What I absolutely loved was the author, Rachel Hartman’s ability to broach the topic of women’s rights, women’s roles in society, and women empowerment all in one young adult novel. Even though Tess struck me as an odd character at first, the more I got to learn about her pregnancy, her situation, and how that shaped who she was, I got to learn more about how society views women and often hinders their ability to achieve independence and the freedom to choose how they live. What I especially liked in accordance to this topic, was Tess’ time spent with the road workers. Even while disguised as a man, it was obvious to see just how much power and leeway men are given in today’s culture. I also loved being able to learn about Tess in little pieces of information–her story was never given all at once. What I also ADORED, was the writing in this novel. Each of Rachel Hartman’s words were beautifully crafted, metaphorically rich, and wonderfully detailed. The writing in this book felt so lovely and fresh, which added to the overall plot.
However, I did feel that this book had a very slow beginning. The book actually began to pick up more in the middle, and I felt that I started enjoying the story more around when Tess sought work with the road working men. Near the beginning, I felt that the focus was more on Pathka’s quest for Anathuthia rather than the reader seeing the development of Tess as a character. Since I haven’t read any of Rachel Hartman’s other books, such as the Seraphina Duology from which Tess’ world is based on, I began the book quite confused, so it is really helpful if the reader has read Seraphina and Shadow Scale.

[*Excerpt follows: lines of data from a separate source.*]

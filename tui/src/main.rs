//! Companion TUI Entry Point
//!
//! Launches the terminal surface for the learning-game companion.
//!
//! # Usage
//!
//! ```bash
//! # Start with defaults (synthesized sprite sheet)
//! companion-tui
//!
//! # Pre-authored images from a directory (greet.png, encourage.png, ...)
//! companion-tui --assets ./art
//!
//! # Cycle random expressions
//! companion-tui --autoplay
//!
//! # Write the synthesized sheet to a PNG and exit
//! companion-tui --dump-sheet sheet.png
//!
//! # Verbose logging (to the log file; stdout belongs to the UI)
//! RUST_LOG=debug companion-tui --log-file companion.log
//! ```

use std::fs::File;
use std::io;
use std::panic;
use std::path::{Path, PathBuf};
use std::sync::Mutex;

use anyhow::{Context, Result};
use clap::Parser;
use crossterm::{
    execute,
    terminal::{disable_raw_mode, enable_raw_mode, EnterAlternateScreen, LeaveAlternateScreen},
};
use ratatui::backend::CrosstermBackend;
use ratatui::Terminal;
use tracing::info;
use tracing_subscriber::{layer::SubscriberExt, util::SubscriberInitExt};

use companion_core::synth::SHEET_KEY;
use companion_core::{
    default_config_path, ensure_sheet, load_config_from_path, ConfigOverrides, PresenterConfig,
    Stage,
};
use companion_tui::App;

/// Companion TUI - the learning-game mascot in your terminal
#[derive(Parser, Debug)]
#[command(name = "companion-tui")]
#[command(author, version, about, long_about = None)]
struct Args {
    /// Configuration file path
    #[arg(short = 'c', long, env = "COMPANION_CONFIG", value_name = "FILE")]
    config: Option<PathBuf>,

    /// Directory of per-expression PNGs
    #[arg(short = 'a', long, value_name = "DIR")]
    assets: Option<PathBuf>,

    /// Always synthesize the sprite sheet, even when images exist
    #[arg(long)]
    procedural: bool,

    /// Cycle random expressions
    #[arg(long)]
    autoplay: bool,

    /// Synthesize the sprite sheet, save it as PNG and exit
    #[arg(long, value_name = "PNG")]
    dump_sheet: Option<PathBuf>,

    /// Log file (defaults to companion-tui.log in the temp directory)
    #[arg(long, env = "COMPANION_LOG_FILE", value_name = "FILE")]
    log_file: Option<PathBuf>,
}

#[tokio::main]
async fn main() -> Result<()> {
    let args = Args::parse();

    let log_path = args
        .log_file
        .clone()
        .unwrap_or_else(|| std::env::temp_dir().join("companion-tui.log"));
    init_logging(&log_path)?;

    if let Some(path) = &args.dump_sheet {
        return dump_sheet(path);
    }

    let config = load(&args)?;

    // Check if we have a TTY before attempting initialization
    use std::io::IsTerminal;

    if !io::stdin().is_terminal() || !io::stdout().is_terminal() {
        eprintln!("Error: companion-tui requires a terminal (TTY)");
        eprintln!();
        eprintln!("Use --dump-sheet <png> to render the sprite sheet without one.");
        std::process::exit(1);
    }

    // Set up panic hook to restore terminal
    let original_hook = panic::take_hook();
    panic::set_hook(Box::new(move |panic_info| {
        let _ = disable_raw_mode();
        let _ = execute!(io::stdout(), LeaveAlternateScreen);
        original_hook(panic_info);
    }));

    // Initialize terminal
    enable_raw_mode()?;
    let mut stdout = io::stdout();
    execute!(stdout, EnterAlternateScreen)?;
    let backend = CrosstermBackend::new(stdout);
    let mut terminal = Terminal::new(backend)?;
    terminal.clear()?;

    let result = run_app(&mut terminal, config, args.autoplay).await;

    // Restore terminal
    disable_raw_mode()?;
    execute!(terminal.backend_mut(), LeaveAlternateScreen)?;
    terminal.show_cursor()?;

    result
}

async fn run_app(
    terminal: &mut Terminal<CrosstermBackend<io::Stdout>>,
    config: PresenterConfig,
    autoplay: bool,
) -> Result<()> {
    let mut app = App::new(config, autoplay)?;
    app.run(terminal).await
}

fn init_logging(path: &Path) -> Result<()> {
    let file = File::create(path)
        .with_context(|| format!("Failed to create log file: {}", path.display()))?;

    tracing_subscriber::registry()
        .with(
            tracing_subscriber::fmt::layer()
                .with_target(false)
                .with_ansi(false)
                .with_writer(Mutex::new(file)),
        )
        .with(tracing_subscriber::EnvFilter::from_default_env())
        .init();
    Ok(())
}

/// Merge file, environment and CLI settings
fn load(args: &Args) -> Result<PresenterConfig> {
    let path = args.config.clone().or_else(default_config_path);
    let mut config = load_config_from_path(path).context("Failed to load configuration")?;

    let mut overrides = ConfigOverrides::new();
    if let Some(dir) = &args.assets {
        overrides = overrides.with_assets_dir(dir.clone());
    }
    if args.procedural {
        overrides = overrides.with_force_procedural(true);
    }
    overrides.apply(&mut config);

    info!(source = %config.source(), motion = ?config.motion, "configuration loaded");
    Ok(config)
}

fn dump_sheet(path: &Path) -> Result<()> {
    let mut stage = Stage::new(1.0, 1.0);
    let report = ensure_sheet(&mut stage);
    info!(?report, "sheet synthesized");

    let texture = stage
        .texture(SHEET_KEY)
        .context("Sprite sheet was not registered")?;
    texture
        .raster()
        .save_png(path)
        .with_context(|| format!("Failed to write {}", path.display()))?;

    println!("{}", path.display());
    Ok(())
}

Tess of the Road is definitely a rich fantasy, young adult novel, which addressed the topic of women and their identity in society, which I certainly did not expect when diving into the novel. I would recommend it to those who have read and liked Seraphina and Shadow Scale, those who are fans of Rachel Hartmann’s other books, and Kristin Cashore’s Graceling Trilogy. I give this book a 6 out of 10 stars.